In June 1992, representatives of more than 150 nations gathered at the Earth Summit in Rio de Janeiro and signed a historic treaty designed to protect humankind from the dangers of climate change. The U.N. Framework Convention on Climate Change, as the agreement is called, sets an ultimate objective of stabilizing "greenhouse gas concentrations in the atmosphere at a level that would prevent dangerous anthropogenic [human-caused] interference with the climate system."

Five years later, this grand agreement has produced little substantive action toward its stated goal.

Industrialized nations pledged at Rio to limit their emissions of greenhouse gases, with the aim of returning to 1990 emissions values by the year 2000. Now, many of those countries, including the United States, acknowledge that they will probably not meet this voluntary target.

In December, the world will take another shot at limiting emissions of carbon dioxide and other heat-trapping gases. At a meeting in Kyoto, Japan, the climate convention nations are scheduled to adopt a follow-on treaty that will set strict emissions limits for developed countries in the next century. As the negotiations heat up, however, countries appear to be diverging rather than drawing together on critical issues. Many observers of the negotiations are beginning to suspect that the outcome at Kyoto may fall short of setting substantial limits.

"Things are very far apart at the moment," comments treaty supporter Annie Petsonk of the Environmental Defense Fund, an environmental lobbying group in Washington, D.C. Petsonk attended the most recent meeting of international negotiators, in Bonn, Germany, in March.

Opponents of the treaty offered a similar assessment. "The bullet train to Kyoto has slowed to a crawl, and for good reason," pronounced John Shlaes, director of the Global Climate Coalition, a business lobbying group in Washington, D.C.
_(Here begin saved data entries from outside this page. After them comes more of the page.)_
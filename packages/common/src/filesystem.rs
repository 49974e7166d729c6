use crate::result::CommonResult;
use serde::de::DeserializeOwned;
use serde::Serialize;
use std::collections::HashMap;
use std::io::ErrorKind;
use std::path::{Path, PathBuf};
use std::sync::RwLock;

/// File system abstraction for the persisted stores and testing
pub trait FileSystem: Send + Sync {
    /// Check if a file exists
    fn exists(&self, path: &Path) -> bool;

    /// Read a file, returning `None` when it does not exist
    fn read(&self, path: &Path) -> Result<Option<String>, std::io::Error>;

    /// Replace the contents of a file, creating parent directories as needed
    fn write(&self, path: &Path, contents: &str) -> Result<(), std::io::Error>;

    /// Remove a file. Removing a missing file is not an error.
    fn remove(&self, path: &Path) -> Result<(), std::io::Error>;
}

/// Real file system implementation
#[derive(Debug, Default, Clone, Copy)]
pub struct RealFileSystem;

impl FileSystem for RealFileSystem {
    fn exists(&self, path: &Path) -> bool {
        path.exists()
    }

    fn read(&self, path: &Path) -> Result<Option<String>, std::io::Error> {
        match std::fs::read_to_string(path) {
            Ok(content) => Ok(Some(content)),
            Err(e) if e.kind() == ErrorKind::NotFound => Ok(None),
            Err(e) => Err(e),
        }
    }

    fn write(&self, path: &Path, contents: &str) -> Result<(), std::io::Error> {
        if let Some(parent) = path.parent() {
            if !parent.as_os_str().is_empty() {
                std::fs::create_dir_all(parent)?;
            }
        }

        // Write next to the target, then rename over it
        let mut tmp = path.as_os_str().to_owned();
        tmp.push(".tmp");
        let tmp = PathBuf::from(tmp);
        std::fs::write(&tmp, contents)?;
        std::fs::rename(&tmp, path)
    }

    fn remove(&self, path: &Path) -> Result<(), std::io::Error> {
        match std::fs::remove_file(path) {
            Ok(()) => Ok(()),
            Err(e) if e.kind() == ErrorKind::NotFound => Ok(()),
            Err(e) => Err(e),
        }
    }
}

/// In-memory file system for testing
#[derive(Debug, Default)]
pub struct MemoryFileSystem {
    files: RwLock<HashMap<PathBuf, String>>,
}

impl MemoryFileSystem {
    pub fn new() -> Self {
        Self::default()
    }

    pub fn add_file(&self, path: impl Into<PathBuf>, contents: impl Into<String>) {
        if let Ok(mut files) = self.files.write() {
            files.insert(path.into(), contents.into());
        }
    }

    pub fn file_count(&self) -> usize {
        self.files.read().map(|files| files.len()).unwrap_or(0)
    }
}

fn poisoned() -> std::io::Error {
    std::io::Error::other("memory file system lock poisoned")
}

impl FileSystem for MemoryFileSystem {
    fn exists(&self, path: &Path) -> bool {
        self.files
            .read()
            .map(|files| files.contains_key(path))
            .unwrap_or(false)
    }

    fn read(&self, path: &Path) -> Result<Option<String>, std::io::Error> {
        let files = self.files.read().map_err(|_| poisoned())?;
        Ok(files.get(path).cloned())
    }

    fn write(&self, path: &Path, contents: &str) -> Result<(), std::io::Error> {
        let mut files = self.files.write().map_err(|_| poisoned())?;
        files.insert(path.to_path_buf(), contents.to_string());
        Ok(())
    }

    fn remove(&self, path: &Path) -> Result<(), std::io::Error> {
        let mut files = self.files.write().map_err(|_| poisoned())?;
        files.remove(path);
        Ok(())
    }
}

/// Read and deserialize a JSON file; `None` when the file is missing
pub fn read_json<T: DeserializeOwned>(fs: &dyn FileSystem, path: &Path) -> CommonResult<Option<T>> {
    match fs.read(path)? {
        Some(content) => Ok(Some(serde_json::from_str(&content)?)),
        None => Ok(None),
    }
}

/// Serialize a value as pretty JSON and write it to `path`
pub fn write_json<T: Serialize>(fs: &dyn FileSystem, path: &Path, value: &T) -> CommonResult<()> {
    let content = serde_json::to_string_pretty(value)?;
    fs.write(path, &content)?;
    Ok(())
}
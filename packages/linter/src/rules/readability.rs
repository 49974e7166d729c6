use crate::diagnostic::Diagnostic;
use crate::rules::{px, LintRule};
use adminstyle_common::format_number;
use adminstyle_settings::SpacingSettings;

const MIN_HORIZONTAL_PADDING: f64 = 8.0;

/// Menu labels squeezed against the menu edges
pub struct ReadabilityRule;

impl LintRule for ReadabilityRule {
    fn name(&self) -> &'static str {
        "menu-readability"
    }

    fn description(&self) -> &'static str {
        "Menu items need at least 8px of horizontal padding"
    }

    fn check_spacing(&self, spacing: &SpacingSettings, base_size: f64) -> Vec<Diagnostic> {
        let menu = &spacing.menu_padding;
        let mut diagnostics = Vec::new();

        for (side, value) in [("left", menu.left), ("right", menu.right)] {
            let Some(value) = px(value, menu.unit, base_size) else {
                continue;
            };

            if value < MIN_HORIZONTAL_PADDING {
                diagnostics.push(Diagnostic::warning(
                    self.name(),
                    format!(
                        "Menu {} padding of {}px is below {}px and may hurt readability",
                        side,
                        format_number(value),
                        format_number(MIN_HORIZONTAL_PADDING)
                    ),
                    format!("spacing.menu_padding.{}", side),
                ));
            }
        }

        diagnostics
    }
}
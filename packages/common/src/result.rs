use crate::error::CommonError;

/// Common Result type alias
pub type CommonResult<T> = Result<T, CommonError>;
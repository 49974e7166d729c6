pub mod error;
pub mod filesystem;
pub mod result;
pub mod units;

pub use error::*;
pub use filesystem::*;
pub use result::*;
pub use units::*;
use crate::config::{Config, DEFAULT_CONFIG_NAME};
use anyhow::Result;
use clap::Args;
use colored::Colorize;
use std::fs;
use std::path::PathBuf;

#[derive(Debug, Args)]
pub struct InitArgs {
    /// Settings document path
    #[arg(short, long, default_value = "adminstyle.settings.json")]
    pub settings_path: String,

    /// Root font size for px↔rem conversion
    #[arg(short, long, default_value_t = 16.0)]
    pub base_font_size: f64,

    /// Force overwrite existing config and settings
    #[arg(short, long)]
    pub force: bool,
}

pub fn init(args: InitArgs, cwd: &str) -> Result<()> {
    let config_path = PathBuf::from(cwd).join(DEFAULT_CONFIG_NAME);

    // Check if config already exists
    if config_path.exists() && !args.force {
        println!(
            "{} {} already exists",
            "⚠️".yellow(),
            DEFAULT_CONFIG_NAME.bright_white()
        );
        println!("Use --force to overwrite");
        return Ok(());
    }

    println!("{}", "📝 Initializing adminstyle...".bright_blue().bold());

    let config = Config {
        settings_path: args.settings_path.clone(),
        base_font_size: args.base_font_size,
        ..Config::default()
    };

    let config_json = serde_json::to_string_pretty(&config)?;
    fs::write(&config_path, config_json)?;
    println!("  {} Created {}", "✓".green(), DEFAULT_CONFIG_NAME);

    let settings_path = config.get_settings_path(cwd);
    if !settings_path.exists() || args.force {
        config.service(cwd).reset()?;
        println!("  {} Created {} with defaults", "✓".green(), args.settings_path);
    }

    println!();
    println!("{}", "✅ adminstyle initialized!".green().bold());
    println!();
    println!("Next steps:");
    println!("  1. Write a partial settings file, e.g. {{\"admin_bar\": {{\"height\": 40}}}}");
    println!("  2. Run: adminstyle update <file>");
    println!("  3. Run: adminstyle compile -o admin.css");

    Ok(())
}
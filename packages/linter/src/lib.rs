mod diagnostic;
mod linter;
mod rules;

pub use diagnostic::{Diagnostic, DiagnosticLevel};
pub use linter::{advise, lint_spacing, warnings, LintOptions};
pub use rules::{
    LintRule, NegativeMarginRule, ReadabilityRule, RuleRegistry, SubmenuOffsetRule, TouchTargetRule,
    MIN_TOUCH_TARGET,
};
pub mod cache;
pub mod clock;
pub mod store;

pub use cache::Cache;
pub use clock::{Clock, ManualClock, SystemClock};
pub use store::{CacheEntry, CacheStore, CacheStoreError, CacheStoreResult, FileCacheStore, InMemoryCacheStore};
use crate::diagnostic::Diagnostic;
use crate::rules::RuleRegistry;
use adminstyle_common::DEFAULT_BASE_SIZE;
use adminstyle_settings::SpacingSettings;
use tracing::debug;

/// Options for configuring the linter
#[derive(Debug)]
pub struct LintOptions {
    /// Custom rule registry (uses default if None)
    pub registry: Option<RuleRegistry>,

    /// Root font size used to normalize rem lengths
    pub base_size: f64,
}

impl Default for LintOptions {
    fn default() -> Self {
        Self {
            registry: None,
            base_size: DEFAULT_BASE_SIZE,
        }
    }
}

/// Run every registered rule over the spacing settings.
///
/// Advisory only: findings never block an update.
pub fn lint_spacing(spacing: &SpacingSettings, options: LintOptions) -> Vec<Diagnostic> {
    let registry = options.registry.unwrap_or_default();
    let mut diagnostics = Vec::new();

    for rule in registry.rules() {
        let found = rule.check_spacing(spacing, options.base_size);
        if !found.is_empty() {
            debug!(rule = rule.name(), count = found.len(), "Spacing advisory");
        }
        diagnostics.extend(found);
    }

    diagnostics
}

/// Structured findings with the built-in rules
pub fn advise(spacing: &SpacingSettings) -> Vec<Diagnostic> {
    lint_spacing(spacing, LintOptions::default())
}

/// Human-readable warnings with the built-in rules
pub fn warnings(spacing: &SpacingSettings) -> Vec<String> {
    advise(spacing)
        .into_iter()
        .map(|diagnostic| diagnostic.message)
        .collect()
}

#[cfg(test)]
mod tests {
    use super::*;
    use crate::rules::LintRule;

    #[test]
    fn test_small_menu_padding_mentions_touch_target() {
        let mut spacing = SpacingSettings::default();
        spacing.menu_padding.top = Some(5.0);
        spacing.menu_padding.right = Some(5.0);
        spacing.menu_padding.bottom = Some(5.0);
        spacing.menu_padding.left = Some(5.0);

        let warnings = warnings(&spacing);

        assert!(!warnings.is_empty());
        assert!(warnings.iter().any(|warning| warning.contains("44")));
        // Narrow horizontal padding is reported separately for each side
        assert_eq!(warnings.len(), 3);
    }

    #[test]
    fn test_default_spacing_is_clean() {
        assert!(warnings(&SpacingSettings::default()).is_empty());
    }

    #[test]
    fn test_findings_from_all_rules_are_combined() {
        let mut spacing = SpacingSettings::default();
        spacing.admin_bar_padding.top = Some(2.0);
        spacing.menu_margin.bottom = Some(-2.0);
        spacing.submenu_spacing.offset = Some(-40.0);

        let rules: Vec<_> = advise(&spacing).into_iter().map(|d| d.rule).collect();
        assert_eq!(rules, vec!["touch-target", "negative-margin", "submenu-offset"]);
    }

    #[test]
    fn test_custom_registry() {
        struct AlwaysRule;

        impl LintRule for AlwaysRule {
            fn name(&self) -> &'static str {
                "always"
            }

            fn description(&self) -> &'static str {
                "Reports every document"
            }

            fn check_spacing(&self, _spacing: &SpacingSettings, _base_size: f64) -> Vec<Diagnostic> {
                vec![Diagnostic::info(self.name(), "checked", "spacing")]
            }
        }

        let mut registry = RuleRegistry::empty();
        registry.add_rule(Box::new(AlwaysRule));

        let diagnostics = lint_spacing(
            &SpacingSettings::default(),
            LintOptions {
                registry: Some(registry),
                ..LintOptions::default()
            },
        );

        assert_eq!(diagnostics.len(), 1);
        assert_eq!(diagnostics[0].to_string(), "checked");
    }
}
//! Distinct recursive merge of settings trees

use crate::document::SettingsDocument;
use serde_json::Value;

/// Merge `overlay` over `base`.
///
/// Nested objects merge key by key; scalars and arrays from `overlay`
/// replace whatever `base` holds (arrays are never concatenated).
pub fn merge_distinct(base: &Value, overlay: &Value) -> Value {
    match (base, overlay) {
        (Value::Object(base_map), Value::Object(overlay_map)) => {
            let mut merged = base_map.clone();
            for (key, value) in overlay_map {
                let next = match merged.get(key) {
                    Some(existing) => merge_distinct(existing, value),
                    None => value.clone(),
                };
                merged.insert(key.clone(), next);
            }
            Value::Object(merged)
        }
        _ => overlay.clone(),
    }
}

/// Reconcile a document against the default skeleton.
///
/// Every key of the skeleton is present in the result. Where the skeleton
/// expects an object but `document` holds something else, the skeleton wins,
/// so the shape of the tree is always preserved.
pub fn merge_with_defaults(document: &Value) -> Value {
    reconcile(&SettingsDocument::default().to_value(), document)
}

fn reconcile(skeleton: &Value, document: &Value) -> Value {
    match (skeleton, document) {
        (Value::Object(skeleton_map), Value::Object(document_map)) => {
            let mut merged = document_map.clone();
            for (key, default) in skeleton_map {
                let next = match document_map.get(key) {
                    Some(value) => reconcile(default, value),
                    None => default.clone(),
                };
                merged.insert(key.clone(), next);
            }
            Value::Object(merged)
        }
        (Value::Object(_), _) => skeleton.clone(),
        (_, value) => value.clone(),
    }
}

#[cfg(test)]
mod tests {
    use super::*;
    use serde_json::json;

    fn assert_has_skeleton_keys(skeleton: &Value, value: &Value, path: &str) {
        if let Value::Object(map) = skeleton {
            let object = value
                .as_object()
                .unwrap_or_else(|| panic!("{} should be an object", path));
            for (key, child) in map {
                let child_path = format!("{}.{}", path, key);
                let actual = object
                    .get(key)
                    .unwrap_or_else(|| panic!("missing key {}", child_path));
                assert_has_skeleton_keys(child, actual, &child_path);
            }
        }
    }

    #[test]
    fn test_scalars_overwrite_and_objects_merge() {
        let base = json!({ "a": { "x": 1, "y": 2 }, "b": 3 });
        let overlay = json!({ "a": { "y": 5 }, "b": 4 });

        assert_eq!(
            merge_distinct(&base, &overlay),
            json!({ "a": { "x": 1, "y": 5 }, "b": 4 })
        );
    }

    #[test]
    fn test_arrays_are_replaced_not_concatenated() {
        let base = json!({ "list": [1, 2, 3] });
        let overlay = json!({ "list": [4] });

        assert_eq!(merge_distinct(&base, &overlay), json!({ "list": [4] }));
    }

    #[test]
    fn test_merge_with_defaults_restores_missing_keys() {
        let skeleton = SettingsDocument::default().to_value();
        let documents = [
            json!({}),
            json!(null),
            json!("garbage"),
            json!({ "admin_bar": { "height": 40 } }),
            json!({ "spacing": 7, "typography": { "content": [] } }),
            json!({ "extra": true, "visual_effects": { "flags": null } }),
        ];

        for document in &documents {
            let merged = merge_with_defaults(document);
            assert_has_skeleton_keys(&skeleton, &merged, "$");
        }
    }

    #[test]
    fn test_merge_with_defaults_keeps_document_values() {
        let merged = merge_with_defaults(&json!({
            "admin_bar": { "bg_color": "#112233" },
            "spacing": { "menu_padding": { "unit": "rem", "top": 0.5 } }
        }));

        assert_eq!(merged["admin_bar"]["bg_color"], json!("#112233"));
        assert_eq!(merged["admin_bar"]["height"], Value::Null);
        assert_eq!(merged["spacing"]["menu_padding"]["unit"], json!("rem"));
        assert_eq!(merged["spacing"]["menu_padding"]["top"], json!(0.5));
        assert_eq!(merged["spacing"]["menu_padding"]["left"], Value::Null);
    }
}
use crate::config::Config;
use adminstyle_common::Unit;
use adminstyle_settings::{ValidationErrors, Validator};
use adminstyle_workspace::ServiceError;
use anyhow::{anyhow, Context, Result};
use clap::Args;
use colored::Colorize;
use serde_json::Value;
use std::fs;
use std::path::{Path, PathBuf};

#[derive(Debug, Args)]
pub struct ValidateArgs {
    /// JSON file with a full or partial settings document
    pub file: PathBuf,
}

#[derive(Debug, Args)]
pub struct UpdateArgs {
    /// JSON file with a full or partial settings document
    pub file: PathBuf,
}

#[derive(Debug, Args)]
pub struct ConvertArgs {
    /// Target unit for every spacing section (px, rem)
    pub unit: String,
}

fn read_candidate(path: &Path) -> Result<Value> {
    let content =
        fs::read_to_string(path).with_context(|| format!("Cannot read {}", path.display()))?;
    serde_json::from_str(&content).with_context(|| format!("{} is not valid JSON", path.display()))
}

pub(crate) fn print_field_errors(errors: &ValidationErrors) {
    for (path, message) in errors.to_messages() {
        eprintln!("  {} {} - {}", "✗".red(), path.bright_white(), message.red());
    }
}

fn rejected(errors: &ValidationErrors) -> anyhow::Error {
    print_field_errors(errors);
    anyhow!("{} field(s) rejected, nothing was saved", errors.len())
}

/// Check a candidate without touching the stored settings
pub fn validate(args: ValidateArgs, _cwd: &str) -> Result<()> {
    let candidate = read_candidate(&args.file)?;

    let validated = Validator::new().validate(&candidate).map_err(|errors| rejected(&errors))?;

    if validated.is_empty() {
        println!("{} No known settings in {}", "⚠️".yellow(), args.file.display());
    } else {
        println!("{} {} is valid", "✅".green(), args.file.display());
    }
    Ok(())
}

pub fn update(args: UpdateArgs, cwd: &str) -> Result<()> {
    let config = Config::load(cwd)?;
    let service = config.service(cwd);
    let candidate = read_candidate(&args.file)?;

    match service.update(&candidate) {
        Ok(_) => {}
        Err(ServiceError::Validation(errors)) => return Err(rejected(&errors)),
        Err(other) => return Err(other.into()),
    }

    println!("{} Settings updated", "✅".green());
    for warning in service.spacing_warnings()? {
        println!("  {} {}", "⚠️".yellow(), warning.yellow());
    }
    Ok(())
}

pub fn reset(cwd: &str) -> Result<()> {
    let config = Config::load(cwd)?;
    config.service(cwd).reset()?;

    println!("{} Settings reset to defaults", "✅".green());
    Ok(())
}

pub fn convert(args: ConvertArgs, cwd: &str) -> Result<()> {
    let unit = Unit::parse(&args.unit)
        .ok_or_else(|| anyhow!("Unknown unit: {}. Use: px or rem", args.unit))?;

    let config = Config::load(cwd)?;
    config.service(cwd).convert_spacing_units(unit)?;

    println!(
        "{} Spacing converted to {} (base font size {}px)",
        "✅".green(),
        unit,
        config.base_font_size
    );
    Ok(())
}

#[cfg(test)]
mod tests {
    use super::*;
    use tempfile::TempDir;

    fn write(dir: &TempDir, name: &str, content: &str) -> PathBuf {
        let path = dir.path().join(name);
        fs::write(&path, content).unwrap();
        path
    }

    #[test]
    fn test_update_then_reset() {
        let dir = TempDir::new().unwrap();
        let cwd = dir.path().display().to_string();
        let file = write(&dir, "patch.json", r#"{"admin_menu": {"width": 180}}"#);

        update(UpdateArgs { file }, &cwd).unwrap();
        let service = Config::default().service(&cwd);
        assert_eq!(service.settings().unwrap().admin_menu.width, Some(180));

        reset(&cwd).unwrap();
        assert_eq!(service.settings().unwrap().admin_menu.width, None);
    }

    #[test]
    fn test_rejected_update_saves_nothing() {
        let dir = TempDir::new().unwrap();
        let cwd = dir.path().display().to_string();
        let file = write(&dir, "patch.json", r#"{"admin_bar": {"height": 600}}"#);

        assert!(update(UpdateArgs { file }, &cwd).is_err());
        assert!(!Config::default().get_settings_path(&cwd).exists());
    }

    #[test]
    fn test_validate_reports_bad_json() {
        let dir = TempDir::new().unwrap();
        let cwd = dir.path().display().to_string();
        let file = write(&dir, "broken.json", "{");

        assert!(validate(ValidateArgs { file }, &cwd).is_err());
    }

    #[test]
    fn test_convert_rejects_unknown_unit() {
        let dir = TempDir::new().unwrap();
        let cwd = dir.path().display().to_string();

        assert!(convert(ConvertArgs { unit: "em".to_string() }, &cwd).is_err());
        convert(ConvertArgs { unit: "rem".to_string() }, &cwd).unwrap();
    }
}
//! Conversion between absolute (px) and relative (rem) spacing units

use serde::{Deserialize, Serialize};
use std::fmt;
use tracing::debug;

/// Root font size assumed when converting between px and rem
pub const DEFAULT_BASE_SIZE: f64 = 16.0;

/// Decimal places kept for relative units
pub const REM_PRECISION: u32 = 3;

/// Spacing unit tag
#[derive(Debug, Clone, Copy, PartialEq, Eq, Hash, Default, Serialize, Deserialize)]
#[serde(rename_all = "lowercase")]
pub enum Unit {
    #[default]
    Px,
    Rem,
}

impl Unit {
    pub const NAMES: &'static [&'static str] = &["px", "rem"];

    pub fn as_str(&self) -> &'static str {
        match self {
            Unit::Px => "px",
            Unit::Rem => "rem",
        }
    }

    /// Case-insensitive parse; `None` for anything other than px/rem
    pub fn parse(value: &str) -> Option<Unit> {
        match value.trim().to_ascii_lowercase().as_str() {
            "px" => Some(Unit::Px),
            "rem" => Some(Unit::Rem),
            _ => None,
        }
    }
}

impl fmt::Display for Unit {
    fn fmt(&self, f: &mut fmt::Formatter<'_>) -> fmt::Result {
        f.write_str(self.as_str())
    }
}

/// Round to a fixed number of decimals
pub fn round_to(value: f64, decimals: u32) -> f64 {
    let factor = 10f64.powi(decimals as i32);
    (value * factor).round() / factor
}

/// Convert a spacing value between units.
///
/// px→rem divides by `base_size` and keeps 3 decimals, rem→px multiplies and
/// rounds to a whole pixel. Identical units and unusable base sizes return the
/// value unchanged.
pub fn convert(value: f64, from: Unit, to: Unit, base_size: f64) -> f64 {
    if from == to || !base_size.is_finite() || base_size <= 0.0 {
        return value;
    }

    match (from, to) {
        (Unit::Px, Unit::Rem) => round_to(value / base_size, REM_PRECISION),
        (Unit::Rem, Unit::Px) => (value * base_size).round(),
        _ => value,
    }
}

/// String-tagged variant of [`convert`]. Unknown unit names leave the value untouched.
pub fn convert_units(value: f64, from: &str, to: &str, base_size: f64) -> f64 {
    match (Unit::parse(from), Unit::parse(to)) {
        (Some(from), Some(to)) => convert(value, from, to, base_size),
        _ => {
            debug!(from, to, "Unsupported unit pair, value left unchanged");
            value
        }
    }
}

/// Normalize a value expressed in `unit` to pixels
pub fn to_px(value: f64, unit: Unit, base_size: f64) -> f64 {
    match unit {
        Unit::Px => value,
        Unit::Rem => value * base_size,
    }
}

/// Render a number without trailing zeros (`1.500` → `1.5`, `40.0` → `40`)
pub fn format_number(value: f64) -> String {
    let rounded = round_to(value, REM_PRECISION);
    if rounded == 0.0 {
        return "0".to_string();
    }
    if rounded.fract() == 0.0 {
        return format!("{}", rounded as i64);
    }

    let text = format!("{:.3}", rounded);
    text.trim_end_matches('0').trim_end_matches('.').to_string()
}

/// Render a length such as `40px` or `0.625rem`
pub fn format_length(value: f64, unit: Unit) -> String {
    format!("{}{}", format_number(value), unit)
}

#[cfg(test)]
mod tests {
    use super::*;

    #[test]
    fn test_identity_when_units_match() {
        assert_eq!(convert(13.0, Unit::Px, Unit::Px, 16.0), 13.0);
        assert_eq!(convert(0.815, Unit::Rem, Unit::Rem, 16.0), 0.815);
    }

    #[test]
    fn test_px_to_rem_rounds_to_three_decimals() {
        assert_eq!(convert(10.0, Unit::Px, Unit::Rem, 16.0), 0.625);
        assert_eq!(convert(7.0, Unit::Px, Unit::Rem, 16.0), 0.438);
        assert_eq!(convert(13.0, Unit::Px, Unit::Rem, 12.0), 1.083);
    }

    #[test]
    fn test_rem_to_px_rounds_to_integer() {
        assert_eq!(convert(0.625, Unit::Rem, Unit::Px, 16.0), 10.0);
        assert_eq!(convert(0.438, Unit::Rem, Unit::Px, 16.0), 7.0);
        assert_eq!(convert(1.3, Unit::Rem, Unit::Px, 16.0), 21.0);
    }

    #[test]
    fn test_round_trip_within_one_pixel() {
        for px in -50..=100 {
            let value = px as f64;
            let back = convert(convert(value, Unit::Px, Unit::Rem, 16.0), Unit::Rem, Unit::Px, 16.0);
            assert!((back - value).abs() <= 1.0, "{} came back as {}", value, back);
        }
    }

    #[test]
    fn test_unknown_units_are_passed_through() {
        assert_eq!(convert_units(12.0, "px", "em", 16.0), 12.0);
        assert_eq!(convert_units(12.0, "pt", "rem", 16.0), 12.0);
        assert_eq!(convert_units(16.0, "PX", "rem", 16.0), 1.0);
    }

    #[test]
    fn test_bad_base_size_is_identity() {
        assert_eq!(convert(10.0, Unit::Px, Unit::Rem, 0.0), 10.0);
        assert_eq!(convert(10.0, Unit::Px, Unit::Rem, f64::NAN), 10.0);
    }

    #[test]
    fn test_format_number() {
        assert_eq!(format_number(40.0), "40");
        assert_eq!(format_number(0.625), "0.625");
        assert_eq!(format_number(1.5), "1.5");
        assert_eq!(format_number(-0.0), "0");
        assert_eq!(format_length(-1.25, Unit::Rem), "-1.25rem");
    }
}
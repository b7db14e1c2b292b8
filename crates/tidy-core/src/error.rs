//! Error types for tidy-core

use thiserror::Error;

/// Result type alias for tidy-core operations
pub type Result<T> = std::result::Result<T, TidyError>;

/// Main error type for tidy-core
///
/// Store operations never fail: a missing bookmark or folder is a no-op.
/// Errors only come from the edges (reading files, loading configuration).
#[derive(Error, Debug)]
pub enum TidyError {
    /// Configuration-related errors
    #[error("Config error: {0}")]
    Config(#[from] ConfigError),

    /// IO error while reading a bookmarks file or writing an export
    #[error("IO error: {0}")]
    Io(#[from] std::io::Error),
}

/// Configuration errors
#[derive(Error, Debug, Clone, PartialEq, Eq)]
pub enum ConfigError {
    /// The configuration text could not be parsed
    #[error("Parse error: {0}")]
    Parse(String),

    /// A value is present but unusable
    #[error("Invalid value for {field}: {message}")]
    InvalidValue { field: String, message: String },
}

impl ConfigError {
    pub fn invalid(field: &str, message: impl Into<String>) -> Self {
        ConfigError::InvalidValue {
            field: field.to_string(),
            message: message.into(),
        }
    }
}

impl From<toml::de::Error> for ConfigError {
    fn from(err: toml::de::Error) -> Self {
        ConfigError::Parse(err.to_string())
    }
}

impl From<serde_json::Error> for ConfigError {
    fn from(err: serde_json::Error) -> Self {
        ConfigError::Parse(err.to_string())
    }
}
//! Error types for tidy-feed

use thiserror::Error;

use crate::http::HttpError;

/// Any failure that prevents posts from being shown. There is no partial
/// result: one error means no posts.
#[derive(Error, Debug)]
pub enum FeedError {
    /// Network failure or unusable URL
    #[error("{0}")]
    Http(#[from] HttpError),

    /// The server answered with a non-2xx status
    #[error("HTTP error, status {0}")]
    Status(u16),

    /// The body is not well-formed XML
    #[error("Feed parse failed: {0}")]
    Parse(String),

    /// Well-formed, but without a single item
    #[error("No posts found")]
    NoItems,

    /// Feed configuration is unusable
    #[error("Invalid feed config: {0}")]
    Config(String),
}
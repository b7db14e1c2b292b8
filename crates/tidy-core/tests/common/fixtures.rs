//! Test fixture loading utilities

use std::path::PathBuf;

/// Get the path to a fixture file
pub fn fixture_path(name: &str) -> PathBuf {
    PathBuf::from(env!("CARGO_MANIFEST_DIR"))
        .join("test_fixtures")
        .join(name)
}

/// Load a fixture file as a string
pub fn load_fixture(name: &str) -> String {
    std::fs::read_to_string(fixture_path(name))
        .unwrap_or_else(|_| panic!("Failed to load fixture: {}", name))
}

/// Load a Netscape bookmark HTML fixture
#[allow(dead_code)]
pub fn load_netscape_fixture(name: &str) -> String {
    load_fixture(&format!("netscape/{}", name))
}
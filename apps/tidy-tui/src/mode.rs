//! TUI interaction modes

/// The current interaction mode
#[derive(Debug, Clone, Copy, PartialEq, Eq)]
pub enum Mode {
    /// Navigation between panes and rows
    Normal,
    /// Command entry mode (activated with :)
    Command,
    /// A bookmark is picked up and waiting to be dropped (activated with m)
    Move,
}

impl Mode {
    /// Returns a short code for the status bar.
    pub fn short_code(&self) -> &'static str {
        match self {
            Mode::Normal => "NOR",
            Mode::Command => "CMD",
            Mode::Move => "MOV",
        }
    }
}

#[cfg(test)]
mod tests {
    use super::*;

    #[test]
    fn test_short_codes_are_distinct() {
        let codes = [Mode::Normal, Mode::Command, Mode::Move].map(|m| m.short_code());
        assert_eq!(codes, ["NOR", "CMD", "MOV"]);
    }
}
While the political discussions are far from any consensus, the international scientific community has presented a united front regarding the most basic conclusions about greenhouse gases. Since the beginning of the Industrial Revolution, atmospheric concentrations of carbon dioxide gas have climbed from 280 parts per million (ppm) to the current value of 360 ppm, and the number is rising at the rate of 1.5 ppm each year. Added to that is the effect of other heat-trapping gases such as methane, nitrous oxide, and chlorofluorocarbons, many of which are also growing more concentrated in the atmosphere.

Climate theory and computer models predict that loading the air with greenhouse gases will turn up Earth's thermostat, effectively raising surface temperatures, shifting patterns of precipitation, and swelling the seas. According to the Intergovernmental Panel on Climate Change, which represents a consensus of thousands of scientists, there is significant uncertainty about how fast these changes will take shape. From computer simulations, the panel estimates that mean global temperatures will climb somewhere between 1.5 [degrees] and 3.5 [degrees] C by 2100.

Although the climate convention pledges nations to work toward stabilizing greenhouse gas concentrations, that goal would require extreme cuts in emissions--a step no country is currently willing to undertake. The talks leading up to Kyoto are therefore focusing on reducing emissions by a more modest amount in the next decade or so.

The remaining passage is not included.